Just two studies have tested the effectiveness of adding the hypopressive abdominal technique (AHT) to another physical therapy regimen, and neither experiment found any added benefit, according to the authors of a “discussion” in the British Journal of Sports Medicine.

“Many physical therapists act as gurus and make a fortune on giving courses. Today we have a totally different background, and all should have some scientific background . . . to be able to ask important questions,” coauthor of the discussion Kari Bo, of the Norwegian School of Sports Science in Oslo, told Reuters Health in an email.

Without adequate evidence, clinicians shouldn’t be prescribing the AHT technique over and above traditional pelvic floor muscle training, Bo and his coauthor Saul Martin-Rodriguez of the COLEF physical education training school in Las Palmas de Gran Canaria, Spain, conclude.

The hypopressive abdominal technique emphasizes breathing and attention to posture, they write. The goal is to activate pelvic floor muscles as well as a major muscle of the stomach called the transverse abdominis. Clinicians behind the technique theorize that this decreases overall abdominal pressure, which should help reduce what’s known as stress urinary incontinence as well as pelvic organ prolapse.

But it’s possible this exercise could worsen certain conditions, especially those involving overactive pelvic pain, according to Amy Stein, who wasn’t involved in the study.

“For overactive pelvic pain, you should be relaxing the pelvic floor, but AHT is saying to engage the pelvic floor,” said Stein, founder of Beyond Basics Physical Therapy in New York and president of the International Pelvic Pain Society.

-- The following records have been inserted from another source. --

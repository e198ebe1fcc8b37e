//! In-memory coordination cache.
//!
//! Entries expire lazily against [`tokio::time::Instant`], so a test running
//! with paused time (`#[tokio::test(start_paused = true)]`) can push a claim
//! marker past its TTL with `tokio::time::advance`.

#![allow(clippy::unwrap_used)] // Test infrastructure uses unwrap for simplicity
#![allow(clippy::missing_panics_doc)]

use std::collections::HashMap;
use std::sync::atomic::{AtomicBool, Ordering};
use std::sync::{Arc, Mutex};
use std::time::Duration;
use table_orders_core::{CoordinationCache, LedgerError, Result};
use tokio::time::Instant;

#[derive(Debug, Clone)]
struct Entry {
    value: String,
    expires_at: Instant,
}

impl Entry {
    fn is_live(&self, now: Instant) -> bool {
        now < self.expires_at
    }
}

/// In-memory [`CoordinationCache`] with TTLs and fault injection.
///
/// Clones share the same entries and switches.
#[derive(Debug, Clone, Default)]
pub struct InMemoryCoordinationCache {
    entries: Arc<Mutex<HashMap<String, Entry>>>,
    unavailable: Arc<AtomicBool>,
    fail_compare_and_set: Arc<AtomicBool>,
}

impl InMemoryCoordinationCache {
    /// Create an empty cache.
    #[must_use]
    pub fn new() -> Self {
        Self::default()
    }

    /// Make every operation fail with `CacheUnavailable`.
    pub fn set_unavailable(&self, unavailable: bool) {
        self.unavailable.store(unavailable, Ordering::SeqCst);
    }

    /// Make `compare_and_set` (only) fail with `CacheUnavailable`.
    pub fn set_fail_compare_and_set(&self, fail: bool) {
        self.fail_compare_and_set.store(fail, Ordering::SeqCst);
    }

    /// Remaining TTL of a live entry.
    #[must_use]
    pub fn ttl(&self, key: &str) -> Option<Duration> {
        let now = Instant::now();
        self.entries
            .lock()
            .unwrap()
            .get(key)
            .filter(|e| e.is_live(now))
            .map(|e| e.expires_at - now)
    }

    /// Raw value of a live entry, bypassing the fault switches.
    #[must_use]
    pub fn raw(&self, key: &str) -> Option<String> {
        let now = Instant::now();
        self.entries
            .lock()
            .unwrap()
            .get(key)
            .filter(|e| e.is_live(now))
            .map(|e| e.value.clone())
    }

    /// Overwrite an entry, e.g. to plant a marker left by a crashed claimant.
    pub fn insert_raw(&self, key: &str, value: &str, ttl: Duration) {
        self.entries.lock().unwrap().insert(
            key.to_string(),
            Entry {
                value: value.to_string(),
                expires_at: Instant::now() + ttl,
            },
        );
    }

    /// Remove an entry regardless of its value.
    pub fn remove(&self, key: &str) {
        self.entries.lock().unwrap().remove(key);
    }

    /// Number of live entries.
    #[must_use]
    pub fn len(&self) -> usize {
        let now = Instant::now();
        self.entries
            .lock()
            .unwrap()
            .values()
            .filter(|e| e.is_live(now))
            .count()
    }

    /// `true` if no entry is live.
    #[must_use]
    pub fn is_empty(&self) -> bool {
        self.len() == 0
    }

    fn check_available(&self) -> Result<()> {
        if self.unavailable.load(Ordering::SeqCst) {
            return Err(LedgerError::CacheUnavailable("in-memory cache switched off".into()));
        }
        Ok(())
    }

    /// Live entry under `key`, dropping it first if it has expired.
    fn live<'a>(entries: &'a mut HashMap<String, Entry>, key: &str) -> Option<&'a mut Entry> {
        let now = Instant::now();
        if entries.get(key).is_some_and(|e| !e.is_live(now)) {
            entries.remove(key);
        }
        entries.get_mut(key)
    }
}

impl CoordinationCache for InMemoryCoordinationCache {
    async fn set_if_absent(&self, key: &str, value: &str, ttl: Duration) -> Result<bool> {
        self.check_available()?;

        let mut entries = self.entries.lock().unwrap();
        if Self::live(&mut entries, key).is_some() {
            return Ok(false);
        }
        entries.insert(
            key.to_string(),
            Entry {
                value: value.to_string(),
                expires_at: Instant::now() + ttl,
            },
        );
        Ok(true)
    }

    async fn get(&self, key: &str) -> Result<Option<String>> {
        self.check_available()?;

        let mut entries = self.entries.lock().unwrap();
        Ok(Self::live(&mut entries, key).map(|e| e.value.clone()))
    }

    async fn compare_and_set(&self, key: &str, expected: &str, new_value: &str) -> Result<bool> {
        self.check_available()?;
        if self.fail_compare_and_set.load(Ordering::SeqCst) {
            return Err(LedgerError::CacheUnavailable(
                "in-memory cache rejects compare_and_set".into(),
            ));
        }

        let mut entries = self.entries.lock().unwrap();
        match Self::live(&mut entries, key) {
            Some(entry) if entry.value == expected => {
                entry.value = new_value.to_string();
                Ok(true)
            }
            _ => Ok(false),
        }
    }

    async fn compare_and_delete(&self, key: &str, expected: &str) -> Result<bool> {
        self.check_available()?;

        let mut entries = self.entries.lock().unwrap();
        let matches = Self::live(&mut entries, key).is_some_and(|e| e.value == expected);
        if matches {
            entries.remove(key);
        }
        Ok(matches)
    }
}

“In overactive patients, the muscles are already shortened and this would further shorten them. In fact, if you engage the pelvic floor too much, this could lead to further pelvic floor dysfunctions such as an underactive pelvis, back issues and abdominal pain,” Stein told Reuters Health in a phone interview.

Pelvic floor muscle training does include some pelvic floor contraction. But the relaxation phase of the exercise is equally important, she noted.

The abdominal hypopressive technique, first developed in the 1980s, remains widely used across Europe, Canada and South America, and is gaining popularity in the U.S. – mainly because of its strong social media presence designed to attract practitioners to pursue “AHT certification,” Bo said.

In the end, the responsibility falls on the individual practitioner to stay current with the scientific literature in order to provide the best possible treatment for their patients, he said. Hype, theory or a strong marketing campaign is not considered an appropriate rationale for prescribing treatment.

“There is strong evidence that pelvic floor muscle training is effective in both stress urinary incontinence and pelvic organ prolapse. We must anticipate that clinicians are updated on these studies and follow protocols that have shown effects are based on a biological rationale and, in addition, years of clinical experience,” Bo added.

“Clinicians who are not up to date and who prescribe non-evidence (based) treatments are violating the responsibility they have to their patients,” Martin-Rodriguez said by email.